As we have seen, Conficker will use the information collected to evolve and defend itself. It has also demonstrated that it will take extreme measures to protect its command and control servers. A significant point to make is that unlike other well-known botnets, there has been no obvious attempt by Conficker to generate income. All this together implies it is still learning and evolving.
So what did Conficker learn from the April 1 deadline? This deadline was a social engineering exercise on the part of Conficker. Let's think of it as the boy who cried wolf; Conficker implied that on April 1 some major event would take place. Media reports on Conficker helped fuel the hype of some impending event that we were unable to prevent. Then when April 1 arrived, and the anticipated disastrous event failed to appear, people were disappointed and began to discount further reports.
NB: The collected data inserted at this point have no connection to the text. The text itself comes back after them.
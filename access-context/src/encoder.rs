// Copyright 2024 Wladimir Palant
//
// Licensed under the Apache License, Version 2.0 (the "License");
// you may not use this file except in compliance with the License.
// You may obtain a copy of the License at
//
// http://www.apache.org/licenses/LICENSE-2.0
//
// Unless required by applicable law or agreed to in writing, software
// distributed under the License is distributed on an "AS IS" BASIS,
// WITHOUT WARRANTIES OR CONDITIONS OF ANY KIND, either express or implied.
// See the License for the specific language governing permissions and
// limitations under the License.

//! Conversion of events into log lines
//!
//! Patterns consist of literal text and conversion words starting with `%`. Some words take an
//! argument in braces, e.g. `%i{User-Agent}`. Supported words:
//!
//! | Word | Long form | Value |
//! |---|---|---|
//! | `%h` | `%clientHost`, `%remoteHost` | client host name |
//! | `%a` | `%remoteIP` | client IP address |
//! | `%l` | | always `-` |
//! | `%u` | `%user` | authenticated user |
//! | `%t` | `%date` | capture time, an optional argument is a `chrono` format string |
//! | `%r` | `%requestURL` | request line |
//! | `%s` | `%statusCode` | response status code |
//! | `%b` | `%bytesSent` | response bytes sent |
//! | `%D` | `%elapsedTime` | elapsed milliseconds |
//! | `%T` | `%elapsedSeconds` | elapsed seconds |
//! | `%I` | `%threadName` | capturing thread |
//! | `%v` | `%server` | server name |
//! | `%p` | `%localPort` | local port |
//! | `%m` | `%requestMethod` | request method |
//! | `%U` | `%requestURI` | request path |
//! | `%q` | `%queryString` | query string |
//! | `%H` | `%protocol` | protocol |
//! | `%i{name}` | `%header{name}` | request header |
//! | `%o{name}` | `%responseHeader{name}` | response header |
//! | `%c{name}` | `%requestCookie{name}` | cookie |
//! | | `%reqAttribute{name}` | request attribute |
//! | | `%reqParameter{name}` | request parameter values, comma-separated |
//! | | `%sessionID` | session identifier |
//! | | `%requestContent` | request body |
//! | | `%responseContent` | response body |
//! | `%n` | | line break |
//! | `%%` | | literal `%` |
//!
//! The whole pattern can also be one of the names `common` (alias `clf`) or `combined`. Every
//! encoded event ends with a line break.

use access_event::{AccessEventSource, NA};
use chrono::format::{Item, StrftimeItems};
use chrono::{DateTime, FixedOffset, Local};
use std::io::Write;

use crate::configurator::Element;
use crate::Error;

/// Common Log Format
pub const COMMON_PATTERN: &str = "%h %l %u [%t] \"%r\" %s %b";

/// Combined Log Format
pub const COMBINED_PATTERN: &str = "%h %l %u [%t] \"%r\" %s %b \"%i{Referer}\" \"%i{User-Agent}\"";

const DEFAULT_DATE_FORMAT: &str = "%d/%b/%Y:%H:%M:%S %z";

#[derive(Debug, Clone, PartialEq, Eq)]
enum Token {
    Literal(String),
    RemoteHost,
    RemoteAddr,
    RemoteUser,
    Date(String),
    RequestUrl,
    StatusCode,
    BytesSent,
    ElapsedMillis,
    ElapsedSeconds,
    ThreadName,
    ServerName,
    LocalPort,
    Method,
    RequestUri,
    QueryString,
    Protocol,
    RequestHeader(String),
    ResponseHeader(String),
    Cookie(String),
    Attribute(String),
    Parameter(String),
    SessionId,
    RequestContent,
    ResponseContent,
    NewLine,
}

impl Token {
    fn from_word(word: &str, argument: Option<String>) -> Result<Self, Error> {
        let required = |argument: Option<String>| {
            argument.ok_or_else(|| {
                Error::invalid(format!("conversion word %{word} requires an argument"))
            })
        };

        Ok(match word {
            "h" | "clientHost" | "remoteHost" => Self::RemoteHost,
            "a" | "remoteIP" => Self::RemoteAddr,
            "l" => Self::Literal(NA.to_owned()),
            "u" | "user" => Self::RemoteUser,
            "t" | "date" => {
                let format = argument.unwrap_or_else(|| DEFAULT_DATE_FORMAT.to_owned());
                if StrftimeItems::new(&format).any(|item| item == Item::Error) {
                    return Err(Error::invalid(format!("invalid date format {format:?}")));
                }
                Self::Date(format)
            }
            "r" | "requestURL" => Self::RequestUrl,
            "s" | "statusCode" => Self::StatusCode,
            "b" | "bytesSent" => Self::BytesSent,
            "D" | "elapsedTime" => Self::ElapsedMillis,
            "T" | "elapsedSeconds" => Self::ElapsedSeconds,
            "I" | "threadName" => Self::ThreadName,
            "v" | "server" => Self::ServerName,
            "p" | "localPort" => Self::LocalPort,
            "m" | "requestMethod" => Self::Method,
            "U" | "requestURI" => Self::RequestUri,
            "q" | "queryString" => Self::QueryString,
            "H" | "protocol" => Self::Protocol,
            "i" | "header" => Self::RequestHeader(required(argument)?),
            "o" | "responseHeader" => Self::ResponseHeader(required(argument)?),
            "c" | "requestCookie" => Self::Cookie(required(argument)?),
            "reqAttribute" => Self::Attribute(required(argument)?),
            "reqParameter" => Self::Parameter(required(argument)?),
            "sessionID" => Self::SessionId,
            "requestContent" => Self::RequestContent,
            "responseContent" => Self::ResponseContent,
            "n" => Self::NewLine,
            word => return Err(Error::invalid(format!("unknown conversion word %{word}"))),
        })
    }
}

fn parse(pattern: &str) -> Result<Vec<Token>, Error> {
    let pattern = match pattern.trim() {
        "common" | "clf" => COMMON_PATTERN,
        "combined" => COMBINED_PATTERN,
        _ => pattern,
    };

    let mut tokens = Vec::new();
    let mut literal = String::new();
    let mut chars = pattern.chars().peekable();
    while let Some(c) = chars.next() {
        if c != '%' {
            literal.push(c);
            continue;
        }

        if chars.peek() == Some(&'%') {
            chars.next();
            literal.push('%');
            continue;
        }

        let mut word = String::new();
        while let Some(c) = chars.next_if(|c| c.is_ascii_alphabetic()) {
            word.push(c);
        }
        if word.is_empty() {
            return Err(Error::invalid(format!(
                "incomplete conversion word in pattern {pattern:?}"
            )));
        }

        let argument = if chars.next_if_eq(&'{').is_some() {
            let mut argument = String::new();
            loop {
                match chars.next() {
                    Some('}') => break,
                    Some(c) => argument.push(c),
                    None => {
                        return Err(Error::invalid(format!(
                            "unterminated argument in pattern {pattern:?}"
                        )))
                    }
                }
            }
            Some(argument)
        } else {
            None
        };

        if !literal.is_empty() {
            tokens.push(Token::Literal(std::mem::take(&mut literal)));
        }
        tokens.push(Token::from_word(&word, argument)?);
    }
    if !literal.is_empty() {
        tokens.push(Token::Literal(literal));
    }
    if tokens.last() != Some(&Token::NewLine) {
        tokens.push(Token::NewLine);
    }
    Ok(tokens)
}

fn write_escaped(buf: &mut Vec<u8>, data: impl AsRef<[u8]>) -> Result<(), std::io::Error> {
    fn is_allowed(byte: u8) -> bool {
        (b' '..=b'~').contains(&byte) && byte != b'"' && byte != b'\\'
    }

    for byte in data.as_ref() {
        if is_allowed(*byte) {
            buf.push(*byte);
        } else {
            write!(buf, "\\x{byte:02x}")?;
        }
    }

    Ok(())
}

/// Encoder turning events into log lines according to a pattern
#[derive(Debug, Clone, PartialEq, Eq)]
pub struct PatternEncoder {
    tokens: Vec<Token>,
    offset: Option<FixedOffset>,
}

impl PatternEncoder {
    /// Compiles a pattern
    pub fn new(pattern: &str) -> Result<Self, Error> {
        Ok(Self {
            tokens: parse(pattern)?,
            offset: None,
        })
    }

    /// Renders `%t` with a fixed UTC offset rather than the local time zone
    pub fn with_offset(mut self, offset: FixedOffset) -> Self {
        self.offset = Some(offset);
        self
    }

    /// Compiles the pattern configured for an appender
    ///
    /// This is taken from `<encoder><pattern>` or `<pattern>` and defaults to `common`.
    pub fn from_element(element: &Element) -> Result<Self, Error> {
        let pattern = element
            .child("encoder")
            .map(|encoder| encoder.child_text("pattern").unwrap_or(encoder.text()))
            .or_else(|| element.child_text("pattern"))
            .filter(|pattern| !pattern.is_empty())
            .unwrap_or("common");
        Self::new(pattern)
    }

    /// Appends the representation of an event to the buffer
    ///
    /// Values originating from the request or response are escaped: quotation marks, backslashes
    /// and anything outside the printable ASCII range are written as `\xNN`.
    pub fn encode(&self, event: &dyn AccessEventSource, buf: &mut Vec<u8>) {
        for token in &self.tokens {
            let _ = match token {
                Token::Literal(text) => buf.write_all(text.as_bytes()),
                Token::RemoteHost => write_escaped(buf, event.remote_host()),
                Token::RemoteAddr => write_escaped(buf, event.remote_addr()),
                Token::RemoteUser => write_escaped(buf, event.remote_user_or_sentinel()),
                Token::Date(format) => match self.offset {
                    Some(offset) => {
                        let time = DateTime::<Local>::from(event.timestamp())
                            .with_timezone(&offset)
                            .format(format);
                        write!(buf, "{time}")
                    }
                    None => {
                        let time = DateTime::<Local>::from(event.timestamp()).format(format);
                        write!(buf, "{time}")
                    }
                },
                Token::RequestUrl => write_escaped(buf, event.request_url()),
                Token::StatusCode => write!(buf, "{}", event.status_code()),
                Token::BytesSent => write!(buf, "{}", event.content_length()),
                Token::ElapsedMillis => write!(buf, "{}", event.elapsed_millis()),
                Token::ElapsedSeconds => write!(buf, "{}", event.elapsed_seconds()),
                Token::ThreadName => write_escaped(buf, event.thread_name()),
                Token::ServerName => write_escaped(buf, event.server_name()),
                Token::LocalPort => write!(buf, "{}", event.local_port()),
                Token::Method => write_escaped(buf, event.method()),
                Token::RequestUri => write_escaped(buf, event.request_uri()),
                Token::QueryString => write_escaped(buf, event.query_string()),
                Token::Protocol => write_escaped(buf, event.protocol()),
                Token::RequestHeader(name) => write_escaped(buf, event.request_header(name)),
                Token::ResponseHeader(name) => write_escaped(buf, event.response_header(name)),
                Token::Cookie(name) => write_escaped(buf, event.cookie(name)),
                Token::Attribute(name) => write_escaped(buf, event.attribute(name)),
                Token::Parameter(name) => {
                    write_escaped(buf, event.request_parameter(name).join(","))
                }
                Token::SessionId => write_escaped(buf, event.session_id_or_sentinel()),
                Token::RequestContent => {
                    write_escaped(buf, event.request_content().unwrap_or(NA))
                }
                Token::ResponseContent => {
                    write_escaped(buf, event.response_content().unwrap_or(NA))
                }
                Token::NewLine => writeln!(buf),
            };
        }
    }

    /// Produces the representation of an event as a string
    pub fn encode_to_string(&self, event: &dyn AccessEventSource) -> String {
        let mut buf = Vec::new();
        self.encode(event, &mut buf);
        String::from_utf8_lossy(&buf).into_owned()
    }
}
This helps Conficker, because as humans, once we are drawn into the hype of an event and then disappointed when it doesn't occur, we tend to discredit it in the future. The proof of this leading up to April 1 was the national media's reporting on the impending event. However, once this date passed and nothing happened the reporting stopped. Even on April 8 when version (E) was discovered it was not widely reported. By crying wolf, it became easier for Conficker to evolve and spread as most will discount future warnings as unfounded hype.
Conficker became active and evolved to version (E) by installing an enhanced spam bot with phony antivirus software on infected host computers. These two new components would restore the worm's ability to begin spreading to a new host. This was also the first time Conficker took on the normal role of a botnet with the ability to begin generating income for its owners. Part of Conficker's new design is the bot called Waledac, and it's believed that Waledac is the successor to the Storm bot. Conficker is now demonstrating it can take on many different roles. With the addition of Waledac, it can now be used to generate spam or scareware, but most notably it has returned to propagating again.
If my theory is correct, and this is a dry run intended to collect information and evolve, it would indicate that it's much larger than any one individual. It is likely that Conficker is backed by a well funded group or government and that the development lifecycle of Conficker will lead to a much larger threat. This threat would likely come in a form that would exploit multiple known and unknown weaknesses in our operating systems. It will install quietly, leave little evidence of its presence and avoid detection. Once on a computer it will remain dormant until activated and run almost transparent to the users. It is not out of the realm of possibility that a well funded and backed entity could develop such a threat, but the development process would require live test or dry runs, I believe based on behavior that Conficker may be part of such a development cycle.
Brian C. Sears is director of information systems at Benson & McLaughlin. He wrote this column as part of a research paper for the Information System Security course at the University of Washington.